Em uma nova análise publicada nesta terça‑feira no European Heart Journal, pesquisadores revisaram dezenas de estudos para detalhar como os grãos integrais atuam na saúde cardiovascular e metabólica a nível molecular, além de quantificar a quantidade necessária para gerar efeitos relevantes.
Os resultados indicam que os benefícios começam a aparecer com cerca de 90 gramas diários – aproximadamente três porções – o que equivale a duas fatias de pão integral e uma tigela de aveia. Consumir de quatro a seis porções por dia potencializa ainda mais os efeitos positivos, segundo o estudo.
Os autores observaram que indivíduos que ingeriram de três a seis porções de grãos integrais por períodos que variaram de duas semanas a dois anos apresentaram pequenas, porém consistentes, melhorias em cerca de uma dúzia de marcadores de saúde, entre eles colesterol total, LDL (colesterol “ruim”), pressão arterial, peso corporal e circunferência da cintura, todos ligados a maior risco cardiovascular.
Dagfinn Aune, coautor da meta‑análise, afirmou que “provavelmente existe um efeito causal” do consumo de grãos integrais, o que pode se traduzir em risco reduzido de doenças cardiovasculares.
Entretanto, a mudança não é uma solução instantânea. Trocar duas fatias de pão integral por bacon e ovos no café da manhã não garante melhora imediata do coração. Médicos recomendam priorizar grãos integrais em vez de produtos feitos com grãos refinados.
Alimentos integrais – como aveia, arroz integral, pão integral, farro, pipoca e quinoa – mantêm todas as partes do grão em seu estado natural. Já os grãos refinados, como arroz branco e produtos à base de farinha branca, perdem a maior parte das fibras e nutrientes ao remover as camadas menos palatáveis.
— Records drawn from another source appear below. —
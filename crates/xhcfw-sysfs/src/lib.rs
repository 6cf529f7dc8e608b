//! xhcfw-sysfs - Linux sysfs backend
//!
//! Opens an ASMedia controller through `/sys/bus/pci/devices/<dbsf>`:
//!
//! - `config` for configuration space
//! - `resource0` for BAR0 (mapped on first use)
//! - `vendor` / `device` for identification
//! - `driver/unbind` to detach the kernel driver before poking the 8051
//!
//! Requires root.

pub mod address;
pub mod bar;
pub mod config;
pub mod error;

use std::fs::OpenOptions;
use std::io::{ErrorKind, Write};

use xhcfw_core::{Device, PollConfig};

pub use address::PciAddress;
pub use bar::{BarMapping, SysfsBarPort};
pub use config::{read_sysfs_hex_u16, SysfsConfigPort};
pub use error::{Result, SysfsError};

/// Options for the sysfs backend
#[derive(Debug, Clone)]
pub struct SysfsOptions {
    /// Device to open
    pub dev: PciAddress,
    /// Unbind the kernel driver first
    pub unbind: bool,
}

impl SysfsOptions {
    /// Parse backend options
    ///
    /// Recognized keys:
    /// - `dev` (required): "<domain>:<bus>:<slot>.<func>"
    /// - `unbind`: "1"/"yes"/"true" to detach the kernel driver
    pub fn from_options(options: &[(&str, &str)]) -> Result<Self> {
        let mut dev = None;
        let mut unbind = false;

        for (key, value) in options {
            match *key {
                "dev" => dev = Some(value.parse::<PciAddress>()?),
                "unbind" => unbind = parse_bool("unbind", value)?,
                _ => {
                    log::warn!("Unknown sysfs option: {}={}", key, value);
                }
            }
        }

        Ok(Self {
            dev: dev.ok_or(SysfsError::MissingParameter("dev"))?,
            unbind,
        })
    }
}

fn parse_bool(name: &'static str, value: &str) -> Result<bool> {
    match value.to_ascii_lowercase().as_str() {
        "1" | "yes" | "true" | "on" => Ok(true),
        "0" | "no" | "false" | "off" => Ok(false),
        _ => Err(SysfsError::InvalidParameter {
            name,
            message: format!("expected a boolean, got '{}'", value),
        }),
    }
}

/// Detach the kernel driver from a device
///
/// Returns false if no driver was bound.
pub fn driver_unbind(dev: &PciAddress) -> Result<bool> {
    let path = dev.sysfs_path().join("driver").join("unbind");
    let unbind_err = |source: std::io::Error| SysfsError::Unbind {
        dev: dev.to_string(),
        source,
    };

    let mut file = match OpenOptions::new().write(true).open(&path) {
        Ok(file) => file,
        Err(e) if e.kind() == ErrorKind::NotFound => return Ok(false),
        Err(e) => return Err(unbind_err(e)),
    };

    file.write_all(dev.to_string().as_bytes())
        .map_err(unbind_err)?;
    log::info!("Unbound kernel driver from {}", dev);
    Ok(true)
}

/// Whether a kernel driver is bound to a device
pub fn driver_bound(dev: &PciAddress) -> bool {
    dev.sysfs_path().join("driver").exists()
}

/// Open a controller
pub fn open_device(options: &SysfsOptions, poll: PollConfig) -> Result<Device> {
    let dir = options.dev.sysfs_path();
    if !dir.exists() {
        return Err(SysfsError::DeviceNotFound(options.dev.to_string()));
    }

    if options.unbind {
        driver_unbind(&options.dev)?;
    } else if driver_bound(&options.dev) {
        log::warn!(
            "A kernel driver is bound to {}; pass unbind=1 to detach it",
            options.dev
        );
    }

    let vendor_id = read_sysfs_hex_u16(&dir.join("vendor"))?;
    let device_id = read_sysfs_hex_u16(&dir.join("device"))?;

    let config = SysfsConfigPort::open(&dir)?;
    let bar = SysfsBarPort::new(&dir);

    let device = Device::open(
        Box::new(config),
        Some(Box::new(bar)),
        vendor_id,
        device_id,
        poll,
    )?;

    log::info!(
        "Opened {} ({:04x}:{:04x}) at {}",
        device.name(),
        vendor_id,
        device_id,
        options.dev
    );

    Ok(device)
}

#[cfg(test)]
mod tests {
    use super::*;

    #[test]
    fn test_options_parse() {
        let opts = SysfsOptions::from_options(&[("dev", "0000:03:00.0"), ("unbind", "1")]).unwrap();
        assert_eq!(opts.dev.to_string(), "0000:03:00.0");
        assert!(opts.unbind);

        let opts = SysfsOptions::from_options(&[("dev", "04:00.0"), ("bogus", "x")]).unwrap();
        assert_eq!(opts.dev.bus, 4);
        assert!(!opts.unbind);
    }

    #[test]
    fn test_options_errors() {
        assert!(matches!(
            SysfsOptions::from_options(&[]),
            Err(SysfsError::MissingParameter("dev"))
        ));
        assert!(matches!(
            SysfsOptions::from_options(&[("dev", "nope")]),
            Err(SysfsError::InvalidAddress(_))
        ));
        assert!(matches!(
            SysfsOptions::from_options(&[("dev", "03:00.0"), ("unbind", "maybe")]),
            Err(SysfsError::InvalidParameter { name: "unbind", .. })
        ));
    }

    #[test]
    fn test_open_missing_device() {
        let opts = SysfsOptions::from_options(&[("dev", "ffff:ff:1f.7")]).unwrap();
        assert!(matches!(
            open_device(&opts, PollConfig::default()),
            Err(SysfsError::DeviceNotFound(_))
        ));
    }
}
Alice Lichtenstein, professora da Escola Friedman de Ciência e Política Nutricional da Universidade Tufts, alerta que substituir um pão de canela integral por um de farinha refinada pode não gerar benefício perceptível e que aumentar a ingestão de carboidratos para alcançar a meta de grãos integrais pode levar ao ganho de peso. Nos Estados Unidos, a maioria da população ainda não atinge as duas a quatro porções diárias recomendadas pelas Diretrizes Alimentares para Americanos.
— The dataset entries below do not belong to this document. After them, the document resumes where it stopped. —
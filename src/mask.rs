//! A square cell mask packed into an unsigned integer.
//!
//! The side length is chosen at runtime (board size is a match parameter),
//! so capacity is validated when a mask is created rather than at the type
//! level. The type is `no_std` friendly and avoids heap allocations.

use core::fmt;
use core::mem;
use core::ops::{BitAnd, BitOr, BitOrAssign};
use num_traits::{PrimInt, Unsigned, Zero};

/// Errors returned by mask operations.
#[derive(Debug, Clone, PartialEq, Eq)]
pub enum MaskError {
    /// Requested side*side cells exceed the capacity of the backing integer.
    SideTooLarge { side: u8, capacity: usize },
    /// Row or column index is outside [0..side).
    IndexOutOfBounds { row: usize, col: usize },
}

impl fmt::Display for MaskError {
    fn fmt(&self, f: &mut fmt::Formatter<'_>) -> fmt::Result {
        match self {
            MaskError::SideTooLarge { side, capacity } => {
                write!(
                    f,
                    "SideTooLarge: {}x{} cells exceed capacity {}",
                    side, side, capacity
                )
            }
            MaskError::IndexOutOfBounds { row, col } => {
                write!(f, "IndexOutOfBounds: row={}, col={}", row, col)
            }
        }
    }
}

/// A side×side cell mask stored in the unsigned integer `T`.
#[derive(Clone, Copy, PartialEq, Eq)]
pub struct Mask<T>
where
    T: PrimInt + Unsigned + Zero,
{
    bits: T,
    side: u8,
}

impl<T> Mask<T>
where
    T: PrimInt + Unsigned + Zero,
{
    /// Create an empty mask, checking that side*side fits in `T`.
    pub fn new(side: u8) -> Result<Self, MaskError> {
        let capacity = mem::size_of::<T>() * 8;
        if side as usize * side as usize > capacity {
            Err(MaskError::SideTooLarge { side, capacity })
        } else {
            Ok(Mask {
                bits: T::zero(),
                side,
            })
        }
    }

    /// Side length of the mask.
    pub fn side(&self) -> u8 {
        self.side
    }

    /// Number of set cells.
    pub fn count_ones(&self) -> usize {
        self.bits.count_ones() as usize
    }

    /// Returns true if no cells are set.
    pub fn is_empty(&self) -> bool {
        self.bits.is_zero()
    }

    /// Gets the cell at (row, col).
    pub fn get(&self, row: usize, col: usize) -> Result<bool, MaskError> {
        self.check_bounds(row, col)?;
        let idx = row * self.side as usize + col;
        Ok(((self.bits >> idx) & T::one()) != T::zero())
    }

    /// Sets the cell at (row, col).
    pub fn set(&mut self, row: usize, col: usize) -> Result<(), MaskError> {
        self.check_bounds(row, col)?;
        let idx = row * self.side as usize + col;
        self.bits = self.bits | (T::one() << idx);
        Ok(())
    }

    /// Clears the cell at (row, col).
    pub fn clear(&mut self, row: usize, col: usize) -> Result<(), MaskError> {
        self.check_bounds(row, col)?;
        let idx = row * self.side as usize + col;
        self.bits = self.bits & !(T::one() << idx);
        Ok(())
    }

    /// Clears every cell.
    #[inline]
    pub fn clear_all(&mut self) {
        self.bits = T::zero();
    }

    #[inline]
    fn check_bounds(&self, row: usize, col: usize) -> Result<(), MaskError> {
        if row >= self.side as usize || col >= self.side as usize {
            Err(MaskError::IndexOutOfBounds { row, col })
        } else {
            Ok(())
        }
    }
}

impl<T> BitAnd for Mask<T>
where
    T: PrimInt + Unsigned + Zero,
{
    type Output = Self;
    fn bitand(self, rhs: Self) -> Self {
        debug_assert_eq!(self.side, rhs.side);
        Mask {
            bits: self.bits & rhs.bits,
            side: self.side,
        }
    }
}

impl<T> BitOr for Mask<T>
where
    T: PrimInt + Unsigned + Zero,
{
    type Output = Self;
    fn bitor(self, rhs: Self) -> Self {
        debug_assert_eq!(self.side, rhs.side);
        Mask {
            bits: self.bits | rhs.bits,
            side: self.side,
        }
    }
}

impl<T> BitOrAssign for Mask<T>
where
    T: PrimInt + Unsigned + Zero,
{
    fn bitor_assign(&mut self, rhs: Self) {
        debug_assert_eq!(self.side, rhs.side);
        self.bits = self.bits | rhs.bits;
    }
}

impl<T> fmt::Debug for Mask<T>
where
    T: PrimInt + Unsigned + Zero,
{
    fn fmt(&self, f: &mut fmt::Formatter<'_>) -> fmt::Result {
        writeln!(f, "Mask ({}x{}):", self.side, self.side)?;
        for r in 0..self.side as usize {
            for c in 0..self.side as usize {
                let idx = r * self.side as usize + c;
                let cell = if ((self.bits >> idx) & T::one()) != T::zero() {
                    '■'
                } else {
                    '□'
                };
                write!(f, "{} ", cell)?;
            }
            writeln!(f)?;
        }
        Ok(())
    }
}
A Associação Americana do Coração recomenda o consumo de alimentos feitos com grãos integrais, mas sem especificar quantidade ideal, enfatizando um padrão alimentar equilibrado que inclua variedade de frutas, legumes, redução de gorduras saturadas, açúcar, sal, alimentos ultraprocessados e álcool. Substituir três porções de grãos refinados por integrais diariamente pode ser um ponto de partida. Ao escolher produtos, o primeiro ingrediente da lista deve ser um grão integral, caso contrário o item deve ser descartado.